Monday, May 28, 2012

The "R" Word

"Look at librarians", I said. "They're all stuffy, old ladies, with pinched noses, dark-rimmed glasses, no fashion sense, and they glare at anyone who dares to make a sound in the library." I said it with a smile, but I think they understood the problem with stereotypes: they are just not true.

This was in conversation with someone, a librarian, who was saying that religion is a bad thing, and that what we really need is spirituality.

My response? Well, you can see above.

Religion is one of those words that has been co-opted by some people, both religious fanatics and fanatical atheists, and made into one of those words that we only refer to by a single letter. Kind of like "The F-bomb", or "the S-word". It has become a word that is not generally used in polite company and is, therefore, frowned upon when actually used correctly.

Although religion has come to mean "a set of beliefs concerning the cause, nature, and purpose of the universe, especially when considered as the creation of a superhuman agency or agencies, usually involving devotional and ritual observances, and often containing a moral code governing the conduct of human affairs", this is not its actual definition. It is merely its current definition. Oh, and if you note the first part of this definition, that set of beliefs regarding the cause, nature, and purpose of the universe, then atheism is also a religion, especially as the second part does not say that it is "only" when considered as the creation of a superhuman agency.

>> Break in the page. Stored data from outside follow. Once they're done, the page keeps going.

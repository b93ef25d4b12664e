//! `mistly apply`: converge the whole deployment document in one pass.
//!
//! Order: site, then every WLAN on it, then the AP (claim, provision,
//! radios) when `--ap` names one. Each step is idempotent, so re-running
//! after a partial failure picks up where it stopped.

use mistly_api::MistClient;
use mistly_core::{CoreError, DeploymentConfig, Site, Wlan};
use tracing::info;

use crate::cli::{ApplyArgs, GlobalOpts};
use crate::error::CliError;

use super::{ap, util};

pub async fn handle(
    client: &MistClient,
    doc: &DeploymentConfig,
    args: ApplyArgs,
    global: &GlobalOpts,
) -> Result<(), CliError> {
    // ── Site ─────────────────────────────────────────────────────────
    let mut site = Site::from_config(client, doc).await?;
    let site_name = site.name().to_owned();
    let outcome = site.create().await?;
    util::report_create(global, "Site", &site_name, &outcome, util::site_id)?;
    let site_id = site
        .remote_id()
        .map(str::to_owned)
        .ok_or_else(|| CliError::NotFound {
            kind: "Site".into(),
            key: site_name.clone(),
        })?;

    // ── WLANs ────────────────────────────────────────────────────────
    for settings in &doc.wlans {
        let mut wlan = Wlan::lookup_or_build_pending(client, site_id.as_str(), settings).await?;
        let outcome = wlan.create().await?;
        util::report_create(global, "WLAN", &settings.ssid, &outcome, |r| r.id.as_str())?;
    }

    // ── AP ───────────────────────────────────────────────────────────
    let Some(mac) = args.ap else {
        info!(site = %site_name, "no AP given, skipping AP lifecycle");
        return Ok(());
    };
    let settings = doc.ap.clone().unwrap_or_default();
    let name = settings
        .name
        .clone()
        .ok_or_else(|| CoreError::MissingField {
            field: "ap.name".into(),
        })?;

    let mut handle = ap::build(client, doc, &mac, Some(site_id)).await?;
    let org_id = client.org_id().to_owned();
    let claimed = handle.claim(&org_id).await?;
    ap::report_claim(global, &handle, claimed)?;
    let provisioned = handle.provision(&name).await?;
    ap::report_provision(global, &handle, provisioned)?;

    if settings.band_24.is_some() && settings.band_5.is_some() {
        if handle.configure_radios().await?.is_none() {
            return Err(CliError::rejected("configure radios on", format!("AP {}", handle.mac())));
        }
        util::status(global, &format!("AP {} radios configured", handle.mac()));
    }
    Ok(())
}
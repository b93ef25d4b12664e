// ── Access point lifecycle ──
//
// An AP has two independent existence dimensions: membership in the
// organization inventory (claimed) and assignment to a site. Each is probed
// on its own, and every lifecycle call re-probes the dimension it depends on.
//
//   claim      inventory  <- claim code
//   provision  site       <- name, map, placement
//   radios     site device radio_config
//   unassign   site       -> inventory only
//   release    inventory  -> gone

use std::fmt;

use serde_json::{Map, Value, json};
use tracing::{debug, error, info, warn};

use mistly_api::MistClient;
use mistly_api::models::{InventoryOp, RadioBand, RadioConfig, SiteDevice};

use crate::config::{ApSettings, BandSettings};
use crate::error::CoreError;
use crate::model::MacAddress;
use crate::reconcile::insert_opt;

/// Inventory membership and site assignment, as last probed.
#[derive(Debug, Clone, Copy, Default, PartialEq, Eq)]
pub struct ApState {
    pub claimed: bool,
    pub assigned: bool,
}

#[derive(Debug, Clone, Copy, PartialEq, Eq)]
pub enum ClaimOutcome {
    Claimed,
    AlreadyClaimed,
    /// The controller refused the claim code (already logged).
    Rejected,
}

#[derive(Debug, Clone, Copy, PartialEq, Eq)]
pub enum ProvisionOutcome {
    Provisioned,
    /// Already on a site; the existing assignment is left alone.
    AlreadyAssigned,
    Rejected,
}

/// Identity details learned from the controller.
#[derive(Debug, Clone, Default, PartialEq)]
pub struct ApIdentity {
    pub remote_id: Option<String>,
    pub name: Option<String>,
    pub serial: Option<String>,
    pub model: Option<String>,
    pub map_id: Option<String>,
}

/// An access point, keyed by MAC.
pub struct Ap<'c> {
    client: &'c MistClient,
    mac: MacAddress,
    site_id: Option<String>,
    settings: ApSettings,
    identity: ApIdentity,
    state: ApState,
}

impl fmt::Debug for Ap<'_> {
    fn fmt(&self, f: &mut fmt::Formatter<'_>) -> fmt::Result {
        f.debug_struct("Ap")
            .field("mac", &self.mac)
            .field("site_id", &self.site_id)
            .field("identity", &self.identity)
            .field("state", &self.state)
            .finish_non_exhaustive()
    }
}

impl<'c> Ap<'c> {
    /// Probe the client's organization inventory and, when `site_id` is
    /// given, that site's device list for `mac`.
    pub async fn lookup_or_build_pending(
        client: &'c MistClient,
        mac: MacAddress,
        site_id: Option<String>,
        settings: ApSettings,
    ) -> Result<Self, CoreError> {
        if !mac.is_well_formed() {
            return Err(CoreError::Validation {
                field: "mac".into(),
                reason: format!("'{mac}' is not a 12-digit hardware address"),
            });
        }

        let mut ap = Self {
            client,
            mac,
            site_id,
            identity: ApIdentity {
                name: settings.name.clone(),
                map_id: settings.map_id.clone(),
                ..ApIdentity::default()
            },
            settings,
            state: ApState::default(),
        };
        let org_id = client.org_id().to_owned();
        ap.probe_inventory(&org_id).await?;
        ap.probe_site().await?;
        Ok(ap)
    }

    // ── Accessors ────────────────────────────────────────────────────

    pub fn mac(&self) -> &MacAddress {
        &self.mac
    }

    pub fn site_id(&self) -> Option<&str> {
        self.site_id.as_deref()
    }

    pub fn state(&self) -> ApState {
        self.state
    }

    pub fn identity(&self) -> &ApIdentity {
        &self.identity
    }

    // ── Probes ───────────────────────────────────────────────────────

    /// Is the MAC in the organization inventory?
    pub async fn probe_inventory(&mut self, org_id: &str) -> Result<bool, CoreError> {
        let Some(devices) = self.client.list_installer_devices(org_id).await? else {
            return Err(self.listing_refused("organization inventory"));
        };
        let found = devices.into_iter().find(|d| self.mac.matches(&d.mac));

        self.state.claimed = found.is_some();
        if let Some(device) = found {
            debug!(mac = %self.mac, org_id, "AP found in organization inventory");
            self.identity.remote_id = device.id.or(self.identity.remote_id.take());
            self.identity.serial = device.serial.or(self.identity.serial.take());
            self.identity.model = device.model.or(self.identity.model.take());
        } else {
            debug!(mac = %self.mac, org_id, "AP not in organization inventory");
        }
        Ok(self.state.claimed)
    }

    /// Is the MAC an AP on this handle's site?
    pub async fn probe_site(&mut self) -> Result<bool, CoreError> {
        let Some(site_id) = self.site_id.clone() else {
            self.state.assigned = false;
            return Ok(false);
        };
        let Some(devices) = self.client.list_site_devices(&site_id).await? else {
            return Err(self.listing_refused("site device list"));
        };
        let found = devices
            .into_iter()
            .find(|d| d.is_ap() && self.mac.matches(&d.mac));

        self.state.assigned = found.is_some();
        match found {
            Some(device) => {
                debug!(mac = %self.mac, site_id = %site_id, "AP found on site");
                self.adopt_device(device);
            }
            None => debug!(mac = %self.mac, site_id = %site_id, "AP not on site"),
        }
        Ok(self.state.assigned)
    }

    /// Existence is unknown when a listing is refused: log it and fail
    /// rather than claim, provision or release on a guess.
    fn listing_refused(&self, listing: &str) -> CoreError {
        error!(mac = %self.mac, "AP {} could not be looked up: {listing} refused", self.mac);
        CoreError::ListingRefused {
            kind: "AP".into(),
            key: self.mac.to_string(),
        }
    }

    fn adopt_device(&mut self, device: SiteDevice) {
        self.identity.remote_id = Some(device.id);
        self.identity.name = device.name.or(self.identity.name.take());
        self.identity.serial = device.serial.or(self.identity.serial.take());
        self.identity.model = device.model.or(self.identity.model.take());
        self.identity.map_id = device.map_id.or(self.identity.map_id.take());
        if device.site_id.is_some() {
            self.site_id = device.site_id;
        }
    }

    // ── Lifecycle ────────────────────────────────────────────────────

    /// Claim the AP into `org_id` with the configured claim code.
    ///
    /// The code is only required when the AP is not already in the inventory.
    pub async fn claim(&mut self, org_id: &str) -> Result<ClaimOutcome, CoreError> {
        info!(mac = %self.mac, org_id, "Claiming AP {} to organization {org_id}", self.mac);
        if self.probe_inventory(org_id).await? {
            info!(mac = %self.mac, org_id, "AP {} is already claimed", self.mac);
            return Ok(ClaimOutcome::AlreadyClaimed);
        }

        let Some(code) = self.settings.claim_code.clone().filter(|c| !c.trim().is_empty()) else {
            error!(mac = %self.mac, "AP {} was NOT claimed: no claim code configured", self.mac);
            return Err(CoreError::missing("ap.claim_code"));
        };

        let Some(resp) = self.client.claim_inventory(org_id, &[code.as_str()]).await? else {
            error!(mac = %self.mac, "AP {} was NOT claimed", self.mac);
            return Ok(ClaimOutcome::Rejected);
        };

        let Some(device) = resp.inventory_added.into_iter().next() else {
            error!(
                mac = %self.mac,
                errors = ?resp.error,
                duplicated = ?resp.duplicated,
                "AP {} was NOT claimed: claim code not accepted",
                self.mac
            );
            return Ok(ClaimOutcome::Rejected);
        };

        if !self.mac.matches(&device.mac) {
            warn!(
                mac = %self.mac,
                claimed_mac = %device.mac,
                "claim code belongs to a different AP"
            );
        }
        self.identity.remote_id = device.id;
        self.identity.serial = device.serial;
        self.identity.model = device.model;
        self.state.claimed = true;
        info!(
            mac = %self.mac,
            serial = self.identity.serial.as_deref().unwrap_or("-"),
            model = self.identity.model.as_deref().unwrap_or("-"),
            "AP {} claimed",
            self.mac
        );
        Ok(ClaimOutcome::Claimed)
    }

    /// Assign the AP to its site under `name` with the configured placement.
    pub async fn provision(&mut self, name: &str) -> Result<ProvisionOutcome, CoreError> {
        let site_id = self
            .site_id
            .clone()
            .ok_or_else(|| CoreError::missing("site_id"))?;
        info!(mac = %self.mac, site_id = %site_id, "Provisioning AP {} as {name}", self.mac);

        if self.probe_site().await? {
            info!(
                mac = %self.mac,
                site_id = %site_id,
                "AP {} already belongs to the site",
                self.mac
            );
            return Ok(ProvisionOutcome::AlreadyAssigned);
        }

        let mut body = Map::new();
        body.insert("name".into(), json!(name));
        body.insert("site_id".into(), json!(site_id));
        insert_opt(&mut body, "map_id", self.settings.map_id.as_ref());
        insert_opt(&mut body, "height", self.settings.height.as_ref());
        insert_opt(&mut body, "orientation", self.settings.orientation.as_ref());

        let org_id = self.client.org_id().to_owned();
        match self
            .client
            .provision_device(&org_id, self.mac.as_str(), &Value::Object(body))
            .await?
        {
            Some(device) => {
                self.adopt_device(device);
                self.identity.name = Some(name.to_owned());
                self.state.assigned = true;
                info!(mac = %self.mac, site_id = %site_id, "AP {} provisioned as {name}", self.mac);
                Ok(ProvisionOutcome::Provisioned)
            }
            None => {
                error!(mac = %self.mac, site_id = %site_id, "AP {} was NOT provisioned", self.mac);
                Ok(ProvisionOutcome::Rejected)
            }
        }
    }

    /// Push the configured 2.4 GHz and 5 GHz radio settings.
    ///
    /// Fails when the AP is not on its site or either band is unconfigured.
    pub async fn configure_radios(&mut self) -> Result<Option<RadioConfig>, CoreError> {
        if !self.probe_site().await? {
            error!(
                mac = %self.mac,
                "AP {} does not belong to a site, cannot configure radios",
                self.mac
            );
            return Err(CoreError::NotAssigned {
                mac: self.mac.to_string(),
            });
        }
        let radio = self.radio_config()?;
        let (Some(site_id), Some(device_id)) =
            (self.site_id.clone(), self.identity.remote_id.clone())
        else {
            return Err(CoreError::NotAssigned {
                mac: self.mac.to_string(),
            });
        };

        info!(mac = %self.mac, "Configuring radios on AP {}", self.mac);
        let body = json!({ "radio_config": radio });
        let Some(device) = self
            .client
            .update_site_device(&site_id, &device_id, &body)
            .await?
        else {
            error!(mac = %self.mac, "Radio settings were NOT applied to AP {}", self.mac);
            return Ok(None);
        };

        let applied = device.radio_config.unwrap_or(radio);
        for (band, settings) in [("2.4GHz", &applied.band_24), ("5GHz", &applied.band_5)] {
            if let Some(settings) = settings {
                info!(
                    mac = %self.mac,
                    band,
                    channel = ?settings.channel,
                    power = ?settings.power,
                    "AP {} {band} radio configured",
                    self.mac
                );
            }
        }
        Ok(Some(applied))
    }

    /// Detach the AP from its site, keeping it in the inventory.
    pub async fn unassign(&mut self, org_id: &str) -> Result<bool, CoreError> {
        info!(mac = %self.mac, "Unassigning AP {} from its site", self.mac);
        if !self.probe_site().await? {
            info!(mac = %self.mac, "AP {} is not assigned to any site", self.mac);
            return Ok(false);
        }

        if self.inventory_op(org_id, InventoryOp::Unassign).await? {
            self.site_id = None;
            self.state.assigned = false;
            info!(mac = %self.mac, "AP {} unassigned", self.mac);
            Ok(true)
        } else {
            error!(mac = %self.mac, "AP {} was NOT unassigned", self.mac);
            Ok(false)
        }
    }

    /// Remove the AP from the organization inventory.
    pub async fn release(&mut self, org_id: &str) -> Result<bool, CoreError> {
        info!(mac = %self.mac, org_id, "Releasing AP {} from organization {org_id}", self.mac);
        if !self.probe_inventory(org_id).await? {
            info!(mac = %self.mac, org_id, "AP {} is not part of the organization", self.mac);
            return Ok(false);
        }

        if self.inventory_op(org_id, InventoryOp::Delete).await? {
            self.site_id = None;
            self.identity.remote_id = None;
            self.state = ApState::default();
            info!(mac = %self.mac, org_id, "AP {} released", self.mac);
            Ok(true)
        } else {
            error!(mac = %self.mac, org_id, "AP {} was NOT released", self.mac);
            Ok(false)
        }
    }

    async fn inventory_op(&self, org_id: &str, op: InventoryOp) -> Result<bool, CoreError> {
        let resp = self
            .client
            .inventory_op(org_id, op, &[self.mac.as_str()])
            .await?;
        Ok(resp.is_some_and(|r| r.confirms(self.mac.as_str())))
    }

    fn radio_config(&self) -> Result<RadioConfig, CoreError> {
        let (Some(band_24), Some(band_5)) = (self.settings.band_24, self.settings.band_5) else {
            let field = if self.settings.band_24.is_none() { "ap.24" } else { "ap.5" };
            error!(
                mac = %self.mac,
                field,
                "AP {} radios were NOT configured: {field} is not configured",
                self.mac
            );
            return Err(CoreError::missing(field));
        };
        Ok(RadioConfig {
            band_24: Some(RadioBand {
                bandwidth: None,
                ..radio_band(band_24)
            }),
            band_5: Some(radio_band(band_5)),
        })
    }
}

fn radio_band(settings: BandSettings) -> RadioBand {
    RadioBand {
        power: settings.power,
        channel: settings.channel,
        bandwidth: settings.bandwidth,
    }
}

#[cfg(test)]
#[allow(clippy::unwrap_used)]
mod tests {
    use super::*;

    #[test]
    fn radio_band_copies_settings() {
        let band = radio_band(BandSettings {
            power: Some(15),
            channel: Some(36),
            bandwidth: Some(40),
        });
        assert_eq!(
            serde_json::to_value(band).unwrap(),
            json!({ "power": 15, "channel": 36, "bandwidth": 40 })
        );
    }

    #[test]
    fn unset_band_fields_are_omitted() {
        let band = radio_band(BandSettings {
            channel: Some(6),
            ..BandSettings::default()
        });
        assert_eq!(serde_json::to_value(band).unwrap(), json!({ "channel": 6 }));
    }
}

But getting back to my point, the word religion comes from the root word religare, meaning to bind together. It is the same root as the word ligament. Religion, in the strict sense, is a power that binds things together, not a force that divides.

Religion, as it has come to be used, is, I agree, not a good thing, for it is often devoid of the spirit that prompted the religion in the first place.

Story - In the early days of the Faith in the West, there was a man named Rev. Peter Z. Easton, who published an article slamming the Faith. In particular, he was chastising Archdeacon Wilberforce for welcoming 'Abdu'l-Baha into his church and offering Him to sit in the Bishop's chair, a high honour, indeed. In this article, Mr. Easton refers to "the much vaunted unity, from which God preserve us", and says that "there is no need of wasting any sympathy on the sufferings of the Babis". This is a fine example of religion devoid of spirituality. In his book, The Brilliant Proof, that eminent Baha'i scholar, Mirza Abu'l-Fadl, points out to us, "His Holiness 'Abdu'l-Baha summons the dwellers in the world to unity and harmony, but Peter Z. Easton invites men to division and disharmony!" Mirza Abu'l-Fadl asks the simple question which should be asked of all such religionists, "Should one accounting himself a teacher of good morals and a spreader of superior virtues... characterize himself with a quality which is the most specific sign and attribute of Anti-Christ? No! by the life of God!"

This argument, valid then, is still valid today.

If people claiming to be religious should attire themselves with the vestment of hatred and anger, slander and abuse, vilification and condemnation,then they are not, by definition, religious. "An ugly man may call himself handsome," says 'Abdu'l-Baha, "but he deceives no one... not even himself!"

So does this mean that we should get rid of religion and only have spirituality? Not at all. I think it is time that we take the word back and re-infuse it with its proper meaning, spirituality and all.